> [Work task] For the records below, tally the lines that include the word "ProjectLocator" and give only the tally.

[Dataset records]
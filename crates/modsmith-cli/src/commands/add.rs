//! Implementation of the `modsmith add` command.
//!
//! Locates the enclosing mod, turns flags (or prompt answers) into
//! `ComponentOptions`, and hands them to the core component service.

use std::path::{Path, PathBuf};

use serde::Serialize;
use tracing::{info, instrument};

use modsmith_adapters::{BuiltinTemplates, LocalFilesystem};
use modsmith_core::{
    application::{ComponentService, ProjectLocator},
    domain::{
        AddedComponent, BuffOptions, ComponentKind, ComponentOptions, ExistingProjectContext,
        ItemOptions, ItemType, LocaleOutcome, MobOptions, Rarity, TileOptions, ToolType,
    },
};

use crate::{
    cli::{AddArgs, OutputFormat},
    error::{CliError, CliResult},
    output::OutputManager,
    prompt,
};

#[derive(Serialize)]
struct AddReport<'a> {
    kind: ComponentKind,
    class_name: &'a str,
    id: &'a str,
    source_path: &'a Path,
    locale: &'static str,
    locale_entry: Option<&'a str>,
    registration: String,
    texture_hint: &'a str,
}

/// Execute the `modsmith add` command.
#[instrument(skip_all, fields(kind = ?args.kind))]
pub fn execute(args: AddArgs, output: OutputManager) -> CliResult<()> {
    let start = resolve_start_dir(args.dir.as_deref())?;
    let locator = ProjectLocator::new(Box::new(LocalFilesystem::new()));
    let context = locator.locate(&start)?;
    info!(
        mod_id = %context.mod_id(),
        root = %context.root_dir().display(),
        "Project located"
    );

    let options = match (args.kind, args.name.as_deref()) {
        (Some(kind), Some(name)) => options_from_flags(kind.into(), name, &args),
        (kind, name) => prompt_options(kind.map(Into::into), name, &args)?,
    };

    let service = ComponentService::new(
        Box::new(BuiltinTemplates::new()),
        Box::new(LocalFilesystem::new()),
    );
    let added = service.add(&context, &options)?;

    print_report(&added, &context, &output)
}

/// `--dir` or the working directory, made absolute so the upward walk can
/// reach the filesystem root.
fn resolve_start_dir(dir: Option<&Path>) -> CliResult<PathBuf> {
    let start = match dir {
        Some(d) => d.to_path_buf(),
        None => std::env::current_dir()?,
    };
    start
        .canonicalize()
        .map_err(|e| CliError::InvalidInput {
            message: format!("cannot access directory '{}'", start.display()),
            source: Some(Box::new(e)),
        })
}

fn options_from_flags(kind: ComponentKind, name: &str, args: &AddArgs) -> ComponentOptions {
    match kind {
        ComponentKind::Item => {
            let item_type: ItemType = args.item_type.map(Into::into).unwrap_or_default();
            let mut o = ItemOptions::new(name, item_type);
            if let Some(rarity) = args.rarity {
                o.rarity = rarity.into();
            }
            if args.damage.is_some() {
                o.damage = args.damage;
            }
            if args.armor.is_some() {
                o.armor_value = args.armor;
            }
            if let Some(stack) = args.stack_size {
                o.stack_size = stack;
            }
            ComponentOptions::Item(o)
        }
        ComponentKind::Mob => {
            let mut o = MobOptions::new(name);
            if let Some(health) = args.health {
                o.health = health;
            }
            if let Some(damage) = args.damage {
                o.damage = damage;
            }
            if let Some(speed) = args.speed {
                o.speed = speed;
            }
            o.boss = args.boss;
            ComponentOptions::Mob(o)
        }
        ComponentKind::Tile => {
            let mut o = TileOptions::new(name);
            o.solid = !args.non_solid;
            if let Some(tool) = args.tool {
                o.tool = tool.into();
            }
            o.drops_self = !args.no_drop;
            ComponentOptions::Tile(o)
        }
        ComponentKind::Buff => {
            let mut o = BuffOptions::new(name);
            o.debuff = args.debuff;
            if let Some(duration) = args.duration {
                o.duration = duration;
            }
            ComponentOptions::Buff(o)
        }
    }
}

/// Fill in whatever the flags left out, then confirm each per-kind option
/// with the flag value as the default.
fn prompt_options(
    kind: Option<ComponentKind>,
    name: Option<&str>,
    args: &AddArgs,
) -> CliResult<ComponentOptions> {
    let kind = match kind {
        Some(k) => k,
        None => {
            let choices = prompt::options(&ComponentKind::ALL, ComponentKind::description);
            prompt::choose("What do you want to add?", &choices, ComponentKind::Item)?
        }
    };
    let name = match name {
        Some(n) => n.to_owned(),
        None => prompt::required_text(&format!("{} name", capitalize(kind.as_str())), "")?,
    };

    let options = match options_from_flags(kind, &name, args) {
        ComponentOptions::Item(mut o) => {
            let types = prompt::options(&ItemType::ALL, |_| "");
            o.item_type = prompt::choose("Item type", &types, o.item_type)?;
            let fresh = ItemOptions::new(name.as_str(), o.item_type);
            let rarities = prompt::options(&Rarity::ALL, |_| "");
            o.rarity = prompt::choose("Rarity", &rarities, o.rarity)?;
            o.damage = match o.item_type {
                ItemType::Weapon => Some(prompt::number(
                    "Damage",
                    o.damage.or(fresh.damage).unwrap_or_default(),
                )?),
                _ => o.damage,
            };
            o.armor_value = match o.item_type {
                ItemType::Armor => Some(prompt::number(
                    "Armor value",
                    o.armor_value.or(fresh.armor_value).unwrap_or_default(),
                )?),
                _ => o.armor_value,
            };
            o.stack_size = prompt::number("Stack size", o.stack_size)?;
            ComponentOptions::Item(o)
        }
        ComponentOptions::Mob(mut o) => {
            o.health = prompt::number("Health", o.health)?;
            o.damage = prompt::number("Damage", o.damage)?;
            o.speed = prompt::number("Speed", o.speed)?;
            o.boss = prompt::confirm("Is it a boss?", o.boss)?;
            ComponentOptions::Mob(o)
        }
        ComponentOptions::Tile(mut o) => {
            o.solid = prompt::confirm("Solid?", o.solid)?;
            let tools = prompt::options(&ToolType::ALL, |_| "");
            o.tool = prompt::choose("Tool required", &tools, o.tool)?;
            o.drops_self = prompt::confirm("Drops itself when mined?", o.drops_self)?;
            ComponentOptions::Tile(o)
        }
        ComponentOptions::Buff(mut o) => {
            o.debuff = prompt::confirm("Is it a debuff?", o.debuff)?;
            o.duration = prompt::number("Duration (seconds)", o.duration)?;
            ComponentOptions::Buff(o)
        }
    };
    Ok(options)
}

fn capitalize(s: &str) -> String {
    let mut chars = s.chars();
    match chars.next() {
        Some(first) => first.to_uppercase().chain(chars).collect(),
        None => String::new(),
    }
}

/// Line to paste into the mod's `init()`.
fn registration_snippet(kind: ComponentKind, id: &str, class_name: &str) -> String {
    match kind {
        ComponentKind::Item => {
            format!("ItemRegistry.registerItem(\"{id}\", new {class_name}(), 10, true);")
        }
        ComponentKind::Mob => {
            format!("MobRegistry.registerMob(\"{id}\", {class_name}.class, true);")
        }
        ComponentKind::Tile => {
            format!("TileRegistry.registerTile(\"{id}\", new {class_name}(), 1, true);")
        }
        ComponentKind::Buff => format!("BuffRegistry.registerBuff(\"{id}\", new {class_name}());"),
    }
}

fn locale_label(outcome: &LocaleOutcome) -> &'static str {
    match outcome {
        LocaleOutcome::Appended => "appended",
        LocaleOutcome::Created => "created",
        LocaleOutcome::AlreadyPresent => "already_present",
        LocaleOutcome::Failed { .. } => "failed",
    }
}

fn print_report(
    added: &AddedComponent,
    context: &ExistingProjectContext,
    output: &OutputManager,
) -> CliResult<()> {
    let registration = registration_snippet(added.kind, &added.id, &added.class_name);

    if output.format() == OutputFormat::Json {
        let locale_entry = match &added.locale {
            LocaleOutcome::Failed { entry, .. } => Some(entry.as_str()),
            _ => None,
        };
        return Ok(output.json(&AddReport {
            kind: added.kind,
            class_name: &added.class_name,
            id: &added.id,
            source_path: &added.source_path,
            locale: locale_label(&added.locale),
            locale_entry,
            registration,
            texture_hint: &added.texture_hint,
        })?);
    }

    let root = context.root_dir();
    let relative = |p: &Path| p.strip_prefix(root).unwrap_or(p).display().to_string();
    let locale_file = context.locale_file();

    output.success(&format!(
        "Added {} '{}' ({})",
        added.kind, added.class_name, added.id
    ))?;
    output.print(&format!("  source: {}", relative(&added.source_path)))?;

    match &added.locale {
        LocaleOutcome::Appended => {
            output.info(&format!("Locale entry added to {}", relative(&locale_file)))?
        }
        LocaleOutcome::Created => output.info(&format!("Created {}", relative(&locale_file)))?,
        LocaleOutcome::AlreadyPresent => output.info(&format!(
            "Locale entry already present in {}",
            relative(&locale_file)
        ))?,
        LocaleOutcome::Failed { entry, reason } => {
            output.warning(&format!(
                "Could not update {}: {reason}",
                relative(&locale_file)
            ))?;
            output.warning(&format!("Add this line by hand: {entry}"))?;
        }
    }

    if !output.is_quiet() {
        output.print("")?;
        output.print("Register it in your mod's init():")?;
        output.print(&format!(
            "  import {}.{};",
            context.component_package(added.kind),
            added.class_name
        ))?;
        output.print(&format!("  {registration}"))?;
        output.print("")?;
        output.print(&format!("Texture: src/main/{}", added.texture_hint))?;
    }

    Ok(())
}

#[cfg(test)]
mod tests {
    use super::*;
    use crate::cli::{ItemTypeArg, RarityArg, ToolArg};

    #[test]
    fn item_flags_apply() {
        let args = AddArgs {
            item_type: Some(ItemTypeArg::Armor),
            rarity: Some(RarityArg::Rare),
            armor: Some(12),
            stack_size: Some(4),
            ..AddArgs::default()
        };
        let ComponentOptions::Item(o) = options_from_flags(ComponentKind::Item, "Iron Helm", &args)
        else {
            panic!("expected item options");
        };
        assert_eq!(o.item_type, ItemType::Armor);
        assert_eq!(o.rarity, Rarity::Rare);
        assert_eq!(o.armor_value, Some(12));
        assert_eq!(o.stack_size, 4);
        assert_eq!(o.damage, None);
    }

    #[test]
    fn weapon_keeps_default_damage_without_flag() {
        let args = AddArgs {
            item_type: Some(ItemTypeArg::Weapon),
            ..AddArgs::default()
        };
        let ComponentOptions::Item(o) = options_from_flags(ComponentKind::Item, "Sword", &args)
        else {
            panic!("expected item options");
        };
        assert!(o.damage.is_some());
    }

    #[test]
    fn tile_negative_flags_invert_defaults() {
        let args = AddArgs {
            non_solid: true,
            no_drop: true,
            tool: Some(ToolArg::Shovel),
            ..AddArgs::default()
        };
        let ComponentOptions::Tile(o) = options_from_flags(ComponentKind::Tile, "Mud", &args)
        else {
            panic!("expected tile options");
        };
        assert!(!o.solid);
        assert!(!o.drops_self);
        assert_eq!(o.tool, ToolType::Shovel);
    }

    #[test]
    fn mob_and_buff_flags_apply() {
        let args = AddArgs {
            health: Some(500),
            damage: Some(25),
            speed: Some(45.5),
            boss: true,
            debuff: true,
            duration: Some(3),
            ..AddArgs::default()
        };
        let ComponentOptions::Mob(m) = options_from_flags(ComponentKind::Mob, "Cave Bat", &args)
        else {
            panic!("expected mob options");
        };
        assert_eq!((m.health, m.damage, m.boss), (500, 25, true));
        assert!((m.speed - 45.5).abs() < f32::EPSILON);

        let ComponentOptions::Buff(b) = options_from_flags(ComponentKind::Buff, "Poison", &args)
        else {
            panic!("expected buff options");
        };
        assert!(b.debuff);
        assert_eq!(b.duration, 3);
    }

    #[test]
    fn registration_snippets() {
        assert_eq!(
            registration_snippet(ComponentKind::Item, "firesword", "FireSword"),
            "ItemRegistry.registerItem(\"firesword\", new FireSword(), 10, true);"
        );
        assert_eq!(
            registration_snippet(ComponentKind::Mob, "cavebat", "CaveBatMob"),
            "MobRegistry.registerMob(\"cavebat\", CaveBatMob.class, true);"
        );
        assert_eq!(
            registration_snippet(ComponentKind::Tile, "marble", "MarbleTile"),
            "TileRegistry.registerTile(\"marble\", new MarbleTile(), 1, true);"
        );
        assert_eq!(
            registration_snippet(ComponentKind::Buff, "swift", "SwiftBuff"),
            "BuffRegistry.registerBuff(\"swift\", new SwiftBuff());"
        );
    }

    #[test]
    fn missing_start_dir_is_user_error() {
        let dir = tempfile::TempDir::new().unwrap();
        let err = resolve_start_dir(Some(&dir.path().join("nope"))).unwrap_err();
        assert_eq!(err.exit_code(), 2);
    }

    #[test]
    fn start_dir_is_absolute() {
        let dir = tempfile::TempDir::new().unwrap();
        let start = resolve_start_dir(Some(dir.path())).unwrap();
        assert!(start.is_absolute());
    }

    #[test]
    fn capitalize_first_letter() {
        assert_eq!(capitalize("mob"), "Mob");
        assert_eq!(capitalize(""), "");
    }
}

> [Written reply] 2